Five beautifully-restored homes from the 1910s and '20s will highlight an era in which Houstonians lived without highways and air conditioning in a compact city of roughly 150,000 people. Current homeowners will be on site at every location, ready to field questions about everything from the neighborhood's history to architectural preservation.
"We always try to maintain a small town feel to the event," longtime tour organizer Karen Niemeier tells CultureMap. "Each visit should be like coming over to a friend's house rather than walking into a museum."
"Each visit should be like coming over to a friend's house rather than walking into a museum."
This year's tour throws a curveball with the inclusion of a sixth home built in 2011. When a 2009 fire devastated the previous structure, the homeowners (longtime East End residents themselves) wanted to rebuild in the spirit of the area.
"It's important to show what can be done instead of just a bland McMansion," Niemeier says. "New construction can work with the existing neighborhood. Big porches, pier-and-beam and Craftsman-style details all make sense and look wonderful alongside the older homes."
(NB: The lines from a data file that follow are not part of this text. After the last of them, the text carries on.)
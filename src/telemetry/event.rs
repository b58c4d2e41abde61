//! Telemetry event type and priority classification.

use chrono::{DateTime, Utc};
use rustc_hash::FxHashSet;
use serde::{Deserialize, Serialize};
use uuid::Uuid;

/// Event names that flush the queue immediately.
pub const DEFAULT_HIGH_PRIORITY: &[&str] = &[
    "conversion",
    "experiment_conversion",
    "error",
    "form_submission",
    "cta_click",
];

/// Delivery urgency.
#[derive(Debug, Clone, Copy, PartialEq, Eq, Default, Serialize, Deserialize)]
#[serde(rename_all = "lowercase")]
pub enum Priority {
    /// Batched with everything else.
    #[default]
    Normal,
    /// Triggers an immediate flush.
    High,
}

/// A behavioural event.
///
/// Priority is assigned by the queue from the event name; whatever a caller
/// sets is overwritten on enqueue. The id is fixed at creation and identifies
/// copies of the same event across retries and the offline buffer.
#[derive(Debug, Clone, PartialEq, Serialize, Deserialize)]
#[serde(rename_all = "camelCase")]
pub struct Event {
    #[serde(default = "Uuid::new_v4")]
    id: Uuid,
    name: String,
    #[serde(default)]
    audience: String,
    #[serde(default, skip_serializing_if = "Option::is_none")]
    section: Option<String>,
    #[serde(default, skip_serializing_if = "Option::is_none")]
    action: Option<String>,
    #[serde(default)]
    payload: serde_json::Value,
    timestamp: DateTime<Utc>,
    #[serde(default)]
    priority: Priority,
}

impl Event {
    /// Create an event stamped with the current time.
    #[must_use]
    pub fn new(name: impl Into<String>) -> Self {
        Self {
            id: Uuid::new_v4(),
            name: name.into(),
            audience: String::new(),
            section: None,
            action: None,
            payload: serde_json::Value::Null,
            timestamp: Utc::now(),
            priority: Priority::Normal,
        }
    }

    /// Set the audience scope.
    #[must_use]
    pub fn audience(mut self, audience: impl Into<String>) -> Self {
        self.audience = audience.into();
        self
    }

    /// Set the page section label.
    #[must_use]
    pub fn section(mut self, section: impl Into<String>) -> Self {
        self.section = Some(section.into());
        self
    }

    /// Set the action label.
    #[must_use]
    pub fn action(mut self, action: impl Into<String>) -> Self {
        self.action = Some(action.into());
        self
    }

    /// Attach a structured payload.
    #[must_use]
    pub fn payload(mut self, payload: serde_json::Value) -> Self {
        self.payload = payload;
        self
    }

    /// Override the client timestamp.
    #[must_use]
    pub const fn at(mut self, timestamp: DateTime<Utc>) -> Self {
        self.timestamp = timestamp;
        self
    }

    /// Get the event id.
    #[must_use]
    pub const fn id(&self) -> Uuid {
        self.id
    }

    /// Get the event name.
    #[must_use]
    pub fn name(&self) -> &str {
        &self.name
    }

    /// Get the audience (empty if unset).
    #[must_use]
    pub fn audience_scope(&self) -> &str {
        &self.audience
    }

    /// Get the section label.
    #[must_use]
    pub fn section_label(&self) -> Option<&str> {
        self.section.as_deref()
    }

    /// Get the action label.
    #[must_use]
    pub fn action_label(&self) -> Option<&str> {
        self.action.as_deref()
    }

    /// Get the payload.
    #[must_use]
    pub const fn payload_value(&self) -> &serde_json::Value {
        &self.payload
    }

    /// Get the client timestamp.
    #[must_use]
    pub const fn timestamp(&self) -> DateTime<Utc> {
        self.timestamp
    }

    /// Get the assigned priority.
    #[must_use]
    pub const fn priority(&self) -> Priority {
        self.priority
    }

    pub(crate) fn set_priority(&mut self, priority: Priority) {
        self.priority = priority;
    }

    pub(crate) fn fill_audience(&mut self, audience: &str) {
        if self.audience.is_empty() {
            self.audience = audience.to_string();
        }
    }
}

/// Static name → priority table.
#[derive(Debug, Clone)]
pub struct PriorityTable {
    high: FxHashSet<String>,
}

impl PriorityTable {
    /// Table marking exactly `names` as high priority.
    #[must_use]
    pub fn new<I, N>(names: I) -> Self
    where
        I: IntoIterator<Item = N>,
        N: Into<String>,
    {
        Self {
            high: names.into_iter().map(Into::into).collect(),
        }
    }

    /// Priority for an event name.
    #[must_use]
    pub fn classify(&self, name: &str) -> Priority {
        if self.high.contains(name) {
            Priority::High
        } else {
            Priority::Normal
        }
    }
}

impl Default for PriorityTable {
    fn default() -> Self {
        Self::new(DEFAULT_HIGH_PRIORITY.iter().copied())
    }
}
For the Eastwood centennial, former DiverseWorks head and local resident Diane Barber helped organize an exhibit of historic neighborhood images culled from the City of Houston’s vast photo collection. Interspersed with the archival pieces will be new photographs of the culturally-vibrant neighborhood taken by East End artists Abrahán Garza, Mike Luster and Stick 'Em Up film director Alex Luster. The exhibition will be on view at 742 Telephone.
Also new to the 2013 tour is special on-street project by Better Block Houston. On Sunday, the urban planning nonprofit plans to take over a full block Telephone Road at Lockwood for a temporary installation demonstrating how existing city streets can be adapted for better walkability and community connectivity.
Tickets for the 18th annual Eastwood Home Tour can be purchased at Bohemeo's cafe on Saturday and Sunday. The East End Then & Now exhibit opens Friday with a reception at 7 p.m. The Better Block event runs from noon to 5 p.m. on Sunday along the 700 block of Telephone.